*Task statement*.
Please return the lines of the data that contain "ScheduleError".
Task data: Begin
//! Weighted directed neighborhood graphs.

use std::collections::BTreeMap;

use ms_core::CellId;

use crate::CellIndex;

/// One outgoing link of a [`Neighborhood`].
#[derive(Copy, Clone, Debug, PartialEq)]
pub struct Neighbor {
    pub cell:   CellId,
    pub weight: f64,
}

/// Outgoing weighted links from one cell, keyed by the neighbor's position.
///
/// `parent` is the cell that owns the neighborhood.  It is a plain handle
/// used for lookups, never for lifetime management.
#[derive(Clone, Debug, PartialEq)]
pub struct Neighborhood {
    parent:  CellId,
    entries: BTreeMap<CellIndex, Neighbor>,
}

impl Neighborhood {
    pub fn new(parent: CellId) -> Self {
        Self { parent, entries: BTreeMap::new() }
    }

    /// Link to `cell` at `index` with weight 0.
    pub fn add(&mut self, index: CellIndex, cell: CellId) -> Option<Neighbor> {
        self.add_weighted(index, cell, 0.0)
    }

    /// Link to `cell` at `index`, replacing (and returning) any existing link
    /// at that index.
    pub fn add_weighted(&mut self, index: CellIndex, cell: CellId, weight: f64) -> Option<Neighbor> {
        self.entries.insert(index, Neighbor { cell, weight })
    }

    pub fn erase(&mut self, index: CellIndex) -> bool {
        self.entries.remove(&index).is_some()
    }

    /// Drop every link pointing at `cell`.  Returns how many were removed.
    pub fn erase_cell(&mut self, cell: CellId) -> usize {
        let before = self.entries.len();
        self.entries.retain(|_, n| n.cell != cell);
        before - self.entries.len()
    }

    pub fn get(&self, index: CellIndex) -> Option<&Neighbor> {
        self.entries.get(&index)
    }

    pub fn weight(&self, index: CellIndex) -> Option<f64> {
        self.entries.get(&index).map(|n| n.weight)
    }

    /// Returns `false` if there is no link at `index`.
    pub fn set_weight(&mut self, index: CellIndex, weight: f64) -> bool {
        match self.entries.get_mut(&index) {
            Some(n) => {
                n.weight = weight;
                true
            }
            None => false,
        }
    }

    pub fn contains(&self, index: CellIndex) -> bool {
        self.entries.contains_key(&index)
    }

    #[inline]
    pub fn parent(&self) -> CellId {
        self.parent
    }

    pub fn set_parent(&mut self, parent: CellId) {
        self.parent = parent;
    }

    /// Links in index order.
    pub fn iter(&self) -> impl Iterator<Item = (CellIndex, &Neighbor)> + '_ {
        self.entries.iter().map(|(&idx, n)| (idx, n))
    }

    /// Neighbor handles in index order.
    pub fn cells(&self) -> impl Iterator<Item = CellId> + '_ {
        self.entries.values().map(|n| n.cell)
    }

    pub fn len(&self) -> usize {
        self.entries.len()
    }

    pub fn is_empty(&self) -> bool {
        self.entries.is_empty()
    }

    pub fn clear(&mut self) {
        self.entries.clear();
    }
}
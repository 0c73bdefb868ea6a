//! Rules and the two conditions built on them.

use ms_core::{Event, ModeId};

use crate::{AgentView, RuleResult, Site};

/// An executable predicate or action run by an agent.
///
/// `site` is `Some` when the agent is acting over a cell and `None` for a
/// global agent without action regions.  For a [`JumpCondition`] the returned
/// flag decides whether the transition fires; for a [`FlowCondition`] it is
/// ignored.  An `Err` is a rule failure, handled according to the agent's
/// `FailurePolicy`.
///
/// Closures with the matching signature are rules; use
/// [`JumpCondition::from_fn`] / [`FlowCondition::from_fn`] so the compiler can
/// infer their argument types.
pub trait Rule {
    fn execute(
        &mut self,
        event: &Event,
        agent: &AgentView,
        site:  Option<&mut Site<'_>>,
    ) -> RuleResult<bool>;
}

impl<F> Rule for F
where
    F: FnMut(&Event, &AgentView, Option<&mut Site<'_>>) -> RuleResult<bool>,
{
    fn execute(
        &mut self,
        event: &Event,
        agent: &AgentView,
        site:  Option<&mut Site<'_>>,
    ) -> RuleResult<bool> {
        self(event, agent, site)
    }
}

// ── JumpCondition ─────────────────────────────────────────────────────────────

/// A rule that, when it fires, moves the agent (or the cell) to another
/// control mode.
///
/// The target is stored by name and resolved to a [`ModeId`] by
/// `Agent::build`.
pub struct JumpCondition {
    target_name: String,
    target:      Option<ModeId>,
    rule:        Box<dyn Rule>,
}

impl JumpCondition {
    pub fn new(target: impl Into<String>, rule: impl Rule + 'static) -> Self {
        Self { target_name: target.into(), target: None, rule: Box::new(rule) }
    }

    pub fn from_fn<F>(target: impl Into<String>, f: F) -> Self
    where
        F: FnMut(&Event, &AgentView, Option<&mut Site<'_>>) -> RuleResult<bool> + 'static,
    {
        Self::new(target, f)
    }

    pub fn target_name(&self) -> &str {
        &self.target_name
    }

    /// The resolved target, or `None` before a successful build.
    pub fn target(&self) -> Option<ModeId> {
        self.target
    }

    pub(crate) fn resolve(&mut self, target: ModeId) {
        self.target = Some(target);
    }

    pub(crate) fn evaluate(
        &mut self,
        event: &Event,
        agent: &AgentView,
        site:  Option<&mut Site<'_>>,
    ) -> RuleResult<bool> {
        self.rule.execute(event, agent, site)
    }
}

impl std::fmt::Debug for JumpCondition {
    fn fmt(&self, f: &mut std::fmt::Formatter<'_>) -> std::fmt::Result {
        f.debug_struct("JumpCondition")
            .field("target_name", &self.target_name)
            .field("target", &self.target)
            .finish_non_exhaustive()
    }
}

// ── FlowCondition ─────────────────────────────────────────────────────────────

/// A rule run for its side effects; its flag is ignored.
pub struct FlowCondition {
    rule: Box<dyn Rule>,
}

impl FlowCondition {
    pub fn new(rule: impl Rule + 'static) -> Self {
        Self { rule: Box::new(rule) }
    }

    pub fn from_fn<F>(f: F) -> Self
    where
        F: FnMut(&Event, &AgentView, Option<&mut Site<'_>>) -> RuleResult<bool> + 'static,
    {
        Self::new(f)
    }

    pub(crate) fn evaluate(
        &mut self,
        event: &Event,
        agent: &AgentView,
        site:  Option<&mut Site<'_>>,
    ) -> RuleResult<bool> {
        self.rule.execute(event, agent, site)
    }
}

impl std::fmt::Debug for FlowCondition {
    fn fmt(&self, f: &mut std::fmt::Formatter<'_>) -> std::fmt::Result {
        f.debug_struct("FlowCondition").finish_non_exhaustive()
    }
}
Task data: End
Task data: Begin
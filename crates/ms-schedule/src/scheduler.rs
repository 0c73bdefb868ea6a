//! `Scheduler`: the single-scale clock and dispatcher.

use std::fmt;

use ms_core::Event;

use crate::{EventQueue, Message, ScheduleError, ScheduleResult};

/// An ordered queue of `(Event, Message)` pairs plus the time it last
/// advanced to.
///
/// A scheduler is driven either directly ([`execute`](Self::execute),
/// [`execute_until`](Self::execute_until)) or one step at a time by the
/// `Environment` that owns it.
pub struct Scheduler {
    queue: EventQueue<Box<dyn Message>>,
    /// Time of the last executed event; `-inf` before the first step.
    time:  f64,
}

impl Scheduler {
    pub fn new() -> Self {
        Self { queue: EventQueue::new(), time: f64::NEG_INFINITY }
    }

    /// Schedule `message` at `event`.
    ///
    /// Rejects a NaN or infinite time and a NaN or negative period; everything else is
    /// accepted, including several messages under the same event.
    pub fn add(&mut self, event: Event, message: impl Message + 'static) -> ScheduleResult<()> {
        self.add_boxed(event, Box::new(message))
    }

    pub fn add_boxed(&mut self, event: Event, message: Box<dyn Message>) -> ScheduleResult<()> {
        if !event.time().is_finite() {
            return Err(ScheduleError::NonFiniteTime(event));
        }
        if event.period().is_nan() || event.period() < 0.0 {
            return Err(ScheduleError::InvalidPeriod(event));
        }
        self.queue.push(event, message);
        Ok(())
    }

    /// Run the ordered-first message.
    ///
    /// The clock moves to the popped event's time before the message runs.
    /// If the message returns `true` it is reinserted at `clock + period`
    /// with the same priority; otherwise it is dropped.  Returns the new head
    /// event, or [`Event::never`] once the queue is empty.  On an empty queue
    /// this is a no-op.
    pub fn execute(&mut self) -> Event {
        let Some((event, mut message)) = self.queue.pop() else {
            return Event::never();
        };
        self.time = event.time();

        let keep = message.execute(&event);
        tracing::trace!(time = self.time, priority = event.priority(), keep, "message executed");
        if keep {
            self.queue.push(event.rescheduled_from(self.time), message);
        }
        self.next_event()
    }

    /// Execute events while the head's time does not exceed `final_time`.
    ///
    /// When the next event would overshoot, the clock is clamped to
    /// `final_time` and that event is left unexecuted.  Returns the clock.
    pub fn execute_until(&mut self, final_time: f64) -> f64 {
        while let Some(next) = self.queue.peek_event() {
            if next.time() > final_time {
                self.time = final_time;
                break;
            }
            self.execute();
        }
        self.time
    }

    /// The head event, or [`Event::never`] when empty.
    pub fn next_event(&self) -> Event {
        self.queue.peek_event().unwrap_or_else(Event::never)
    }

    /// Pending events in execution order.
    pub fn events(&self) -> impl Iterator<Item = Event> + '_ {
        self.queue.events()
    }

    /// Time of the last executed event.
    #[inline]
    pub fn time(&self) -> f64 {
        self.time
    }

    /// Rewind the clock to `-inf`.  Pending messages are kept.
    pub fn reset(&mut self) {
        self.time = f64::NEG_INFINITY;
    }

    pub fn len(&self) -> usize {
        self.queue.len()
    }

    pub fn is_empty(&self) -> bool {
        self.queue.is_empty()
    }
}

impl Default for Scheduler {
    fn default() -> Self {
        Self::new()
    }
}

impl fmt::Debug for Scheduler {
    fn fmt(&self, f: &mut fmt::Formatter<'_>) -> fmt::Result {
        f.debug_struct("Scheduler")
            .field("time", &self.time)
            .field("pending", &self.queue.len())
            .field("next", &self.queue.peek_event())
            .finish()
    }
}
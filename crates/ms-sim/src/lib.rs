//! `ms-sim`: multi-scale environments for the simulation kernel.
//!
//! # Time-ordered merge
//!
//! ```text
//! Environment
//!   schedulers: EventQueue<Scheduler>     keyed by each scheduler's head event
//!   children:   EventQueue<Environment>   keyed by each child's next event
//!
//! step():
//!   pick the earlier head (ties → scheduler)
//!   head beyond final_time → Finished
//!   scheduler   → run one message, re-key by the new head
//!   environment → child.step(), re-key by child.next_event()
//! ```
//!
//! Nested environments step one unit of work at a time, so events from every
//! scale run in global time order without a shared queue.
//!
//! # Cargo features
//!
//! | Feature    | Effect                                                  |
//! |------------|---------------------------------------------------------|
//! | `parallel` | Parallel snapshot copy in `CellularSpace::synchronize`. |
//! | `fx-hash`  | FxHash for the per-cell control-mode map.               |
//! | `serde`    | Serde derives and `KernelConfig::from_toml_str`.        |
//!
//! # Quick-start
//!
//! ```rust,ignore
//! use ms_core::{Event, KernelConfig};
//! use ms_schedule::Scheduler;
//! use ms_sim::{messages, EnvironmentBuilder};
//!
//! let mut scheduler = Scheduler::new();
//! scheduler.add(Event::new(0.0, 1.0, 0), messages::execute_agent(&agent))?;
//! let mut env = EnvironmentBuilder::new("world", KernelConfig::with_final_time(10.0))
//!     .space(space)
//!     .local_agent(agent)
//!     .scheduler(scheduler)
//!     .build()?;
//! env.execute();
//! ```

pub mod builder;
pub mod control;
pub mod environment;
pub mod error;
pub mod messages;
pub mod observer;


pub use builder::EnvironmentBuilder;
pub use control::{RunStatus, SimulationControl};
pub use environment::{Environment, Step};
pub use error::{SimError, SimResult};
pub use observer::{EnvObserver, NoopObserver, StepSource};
Task data: End
*Output below*.
use crate::{EventQueue, Message, ScheduleError, ScheduleResult};
            return Err(ScheduleError::NonFiniteTime(event));
            return Err(ScheduleError::InvalidPeriod(event));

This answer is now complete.